Trump's capital tax would be coup de grace for the dollar

Asia Times2 days ago

US dollar bulls are having a rough 2025 as Donald Trump's determination to sabotage the world's reserve currency grows by the day.
The US president started the year threatening to fire Federal Reserve Chair Jerome Powell. And to limit the Fed's latitude to make monetary policy decisions independent of the White House.
Next, Trump's tariffs spooked the US Treasury market in unprecedented ways, pushing 10-year yields above 4.8% for a time in April. The turmoil spread around the globe, hitting the Japanese government bond market hardest.
Now, Trump's Republican allies in the US Congress are dutifully doing their worst to undermine the dollar with the 'Big Beautiful Bill' that's winding its way through the legislative process.
Buried in the voluminous 1,000-page document, all the way back in section No. 899, sits the latest Trumpian financial landmine. It aims to change the treatment of foreign capital flows into the US by allowing the White House to slap taxes on companies and individuals from nations it deems discriminatory.
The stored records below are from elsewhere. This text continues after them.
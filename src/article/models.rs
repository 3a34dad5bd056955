use chrono::NaiveDateTime;
use diesel::dsl::exists;
use diesel::pg::Pg;
use diesel::prelude::*;
use diesel::sql_types::{BigInt, Integer, Text, Timestamp};
use diesel::{insert_into, select, sql_query, update};
use super::query::ArticleQuery;
use crate::db::schema::articles;
use crate::types::{ApiError, JsonBody, Resource};
use crate::utils::{serialize_date, vote_bounds};

pub const DEFAULT_ARTICLE_IMG_URL: &str =
    "https://images.pexels.com/photos/97050/pexels-photo-97050.jpeg?w=700&h=700";

static SELECT_ARTICLE: &str = "SELECT articles.article_id,
       articles.title,
       articles.author,
       articles.topic,
       articles.body,
       articles.created_at,
       articles.votes,
       articles.article_img_url,
       COUNT(comments.comment_id) AS comment_count
  FROM articles
  LEFT JOIN comments ON comments.article_id = articles.article_id
 WHERE articles.article_id = $1
 GROUP BY articles.article_id";

#[derive(Debug, Queryable, PartialEq)]
pub struct Article {
    pub article_id: i32,
    pub title: String,
    pub topic: String,
    pub author: String,
    pub body: String,
    pub created_at: NaiveDateTime,
    pub votes: i32,
    pub article_img_url: String,
}

/// An article without its body, as listed.
#[derive(Debug, QueryableByName, Serialize)]
pub struct ArticleSummary {
    #[diesel(sql_type = Integer)]
    pub article_id: i32,
    #[diesel(sql_type = Text)]
    pub title: String,
    #[diesel(sql_type = Text)]
    pub author: String,
    #[diesel(sql_type = Text)]
    pub topic: String,
    #[diesel(sql_type = Timestamp)]
    #[serde(serialize_with = "serialize_date")]
    pub created_at: NaiveDateTime,
    #[diesel(sql_type = Integer)]
    pub votes: i32,
    #[diesel(sql_type = Text)]
    pub article_img_url: String,
    #[diesel(sql_type = BigInt)]
    pub comment_count: i64,
}

/// A full article with its live comment count.
#[derive(Debug, QueryableByName, Serialize)]
pub struct ArticleDetail {
    #[diesel(sql_type = Integer)]
    pub article_id: i32,
    #[diesel(sql_type = Text)]
    pub title: String,
    #[diesel(sql_type = Text)]
    pub author: String,
    #[diesel(sql_type = Text)]
    pub topic: String,
    #[diesel(sql_type = Text)]
    pub body: String,
    #[diesel(sql_type = Timestamp)]
    #[serde(serialize_with = "serialize_date")]
    pub created_at: NaiveDateTime,
    #[diesel(sql_type = Integer)]
    pub votes: i32,
    #[diesel(sql_type = Text)]
    pub article_img_url: String,
    #[diesel(sql_type = BigInt)]
    pub comment_count: i64,
}

impl From<Article> for ArticleDetail {
    fn from(article: Article) -> Self {
        ArticleDetail {
            article_id: article.article_id,
            title: article.title,
            author: article.author,
            topic: article.topic,
            body: article.body,
            created_at: article.created_at,
            votes: article.votes,
            article_img_url: article.article_img_url,
            // A row that was just inserted has nothing referencing it yet.
            comment_count: 0,
        }
    }
}

#[derive(Debug)]
pub struct ArticlePage {
    pub articles: Vec<ArticleSummary>,
    pub total_count: i64,
}

#[derive(Debug, Insertable, PartialEq)]
#[diesel(table_name = articles)]
pub struct NewArticle {
    pub author: String,
    pub title: String,
    pub body: String,
    pub topic: String,
    pub article_img_url: String,
}

impl NewArticle {
    /// Requires string `author`, `title`, `body` and `topic`; `article_img_url`
    /// is optional. Unknown keys are ignored.
    pub fn from_body(body: &JsonBody) -> Result<NewArticle, ApiError> {
        let field = |key: &str| {
            body.str_field(key)
                .map(str::to_string)
                .ok_or(ApiError::MissingRequiredFields)
        };
        let article_img_url = match body.0.get("article_img_url") {
            None => DEFAULT_ARTICLE_IMG_URL.to_string(),
            Some(_) => field("article_img_url")?,
        };

        Ok(NewArticle {
            author: field("author")?,
            title: field("title")?,
            body: field("body")?,
            topic: field("topic")?,
            article_img_url,
        })
    }
}

/// One page of the listing plus the unpaginated count of matching articles.
///
/// A topic filter that matches nothing is reported as an unknown topic; a
/// topic that exists but has no articles looks the same.
pub fn fetch_articles(
    connection: &mut PgConnection,
    query: &ArticleQuery,
) -> Result<ArticlePage, ApiError> {
    let mut statement = sql_query(query.listing_sql()).into_boxed::<Pg>();
    if let Some(ref topic) = query.topic {
        statement = statement.bind::<Text, _>(topic.clone());
    }
    let articles = statement
        .bind::<BigInt, _>(query.page.limit)
        .bind::<BigInt, _>(query.page.offset())
        .load::<ArticleSummary>(connection)?;

    let total_count: i64 = match query.topic {
        Some(ref topic) => articles::table
            .filter(articles::topic.eq(topic.as_str()))
            .count()
            .get_result(connection)?,
        None => articles::table.count().get_result(connection)?,
    };

    if query.topic.is_some() && total_count == 0 {
        return Err(ApiError::NotFound(Resource::Topic));
    }

    Ok(ArticlePage {
        articles,
        total_count,
    })
}

pub fn fetch_article_by_id(
    connection: &mut PgConnection,
    id: i32,
) -> Result<ArticleDetail, ApiError> {
    sql_query(SELECT_ARTICLE)
        .bind::<Integer, _>(id)
        .get_result::<ArticleDetail>(connection)
        .optional()?
        .ok_or(ApiError::NotFound(Resource::Article))
}

pub fn check_article_exists(connection: &mut PgConnection, id: i32) -> Result<(), ApiError> {
    let found = select(exists(articles::table.find(id))).get_result::<bool>(connection)?;
    if found {
        Ok(())
    } else {
        Err(ApiError::NotFound(Resource::Article))
    }
}

/// Adds `delta` to the stored count in one statement so concurrent deltas add up.
/// A delta that would take the count outside `i32` leaves the row untouched.
pub fn update_votes(
    connection: &mut PgConnection,
    id: i32,
    delta: i32,
) -> Result<ArticleDetail, ApiError> {
    let (low, high) = vote_bounds(delta);
    let updated = update(
        articles::table
            .filter(articles::article_id.eq(id))
            .filter(articles::votes.between(low, high)),
    )
    .set(articles::votes.eq(articles::votes + delta))
    .execute(connection)?;
    if updated == 0 {
        check_article_exists(connection, id)?;
        return Err(ApiError::InvalidVote);
    }
    fetch_article_by_id(connection, id)
}

pub fn insert_article(
    connection: &mut PgConnection,
    new_article: &NewArticle,
) -> Result<ArticleDetail, ApiError> {
    let article = insert_into(articles::table)
        .values(new_article)
        .get_result::<Article>(connection)?;
    Ok(article.into())
}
This very idea 'challenges the open nature of US capital markets by explicitly using taxation on foreign holdings of US assets as leverage to further US economic goals,' says George Saravelos, global head of FX research at Deutsche Bank.
This 'weaponization of US capital markets,' Saravelos says, risks 'creating the scope for the US administration to transform a trade war into a capital war if it so wishes.'
Elias Haddad, a strategist at Brown Brothers Harriman, says it 'would deter' foreign investment in US assets at a time when the country faces increasing reliance on foreign capital to finance its ballooning debt.' Clearly, he notes, it's 'not good for the dollar.'
Trouble is, the weaponization dynamic has become too commonplace for overseas investors to dismiss it as a quirk. There's a cost to being seen as weaponizing the dollar, warns economist Zongyuan Zoe Liu at the Council on Foreign Relations.
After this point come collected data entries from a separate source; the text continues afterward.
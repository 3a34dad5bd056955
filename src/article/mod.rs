use rocket::http::Status;
use rocket::response::status::Custom;
use rocket::serde::json::Json;
use rocket::Route;
use crate::db::Db;
use crate::types::{ApiError, ApiResult, Body, Resource, Validate};
use crate::utils::parse_id;

pub mod models;
pub mod query;

use self::models::{ArticleDetail, ArticleSummary, NewArticle};
use self::query::ArticleParams;

#[derive(Debug, Serialize)]
pub struct ArticlesResponse {
    articles: Vec<ArticleSummary>,
    total_count: i64,
}

#[derive(Debug, Serialize)]
pub struct ArticleResponse {
    article: ArticleDetail,
}

#[get("/?<params..>")]
pub async fn list(db: Db, params: ArticleParams) -> ApiResult<ArticlesResponse> {
    let query = params.validate()?;
    let page = db
        .run(move |connection| models::fetch_articles(connection, &query))
        .await?;

    Ok(Json(ArticlesResponse {
        articles: page.articles,
        total_count: page.total_count,
    }))
}

#[get("/<article_id>")]
pub async fn show(db: Db, article_id: &str) -> ApiResult<ArticleResponse> {
    let id = parse_id(article_id, Resource::Article)?;
    let article = db
        .run(move |connection| models::fetch_article_by_id(connection, id))
        .await?;
    Ok(Json(ArticleResponse { article }))
}

#[patch("/<article_id>", data = "<body>")]
pub async fn vote(db: Db, article_id: &str, body: Body) -> ApiResult<ArticleResponse> {
    let id = parse_id(article_id, Resource::Article)?;
    let delta = body?.inc_votes()?;
    let article = db
        .run(move |connection| models::update_votes(connection, id, delta))
        .await?;
    Ok(Json(ArticleResponse { article }))
}

#[post("/", data = "<body>")]
pub async fn create(db: Db, body: Body) -> Result<Custom<Json<ArticleResponse>>, ApiError> {
    let new_article = NewArticle::from_body(&body?)?;
    let article = db
        .run(move |connection| models::insert_article(connection, &new_article))
        .await?;
    Ok(Custom(Status::Created, Json(ArticleResponse { article })))
}

pub fn routes() -> Vec<Route> {
    routes![list, show, vote, create]
}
Case in point: freezing a rival nation's access to its currency reserves, as former US President Joe Biden's team did with Russia in response to Vladimir Putin's Ukraine invasion.
'The more the US uses it, the more other countries are going to diversify due to geopolitical reasons,' said Liu.
In 2022, Congress granted Biden's White House authority to seize Russian dollar assets to aid Ukraine. This so-called REPO provision allowed then-Treasury Secretary Janet Yellen's team to transfer Russian government assets to a Ukraine reconstruction fund. It fueled fresh debate about the long-term costs of using the dollar's dominance in unsavory ways.
Yet Trump 2.0 is rapidly escalating these risks in ways that could backfire badly on the US. Case in point: Trump's crackdown on student visas for China and a steadily expanding number of countries he doesn't like. Few US industries enjoy such a large trade surplus as education.
But Trump's war on capital, on top of his war on trade, would be a deeply ominous development if the US Senate passes the version of the funding bill the House of Representatives has already greenlit.
Emmanuel Cau, Europe equities strategy at Barclays, warns that tax legislation merely becoming law could tarnish the value of dollar assets in the eyes of foreign investors.
'In our view, this is a risk for those companies generating US revenues and domiciled in countries that have enacted Digital Services Taxes or are implementing the OECD's Under Taxed Payment Rule,' Cau explains.
Then there are the Trump tantrums to come. One is his threat to slap 100% tariffs on countries trying to de-dollarize. That's particularly true of BRICS nations — Brazil, Russia, India, China, South Africa — as well as Egypt, Ethiopia, Iran and the United Arab Emirates.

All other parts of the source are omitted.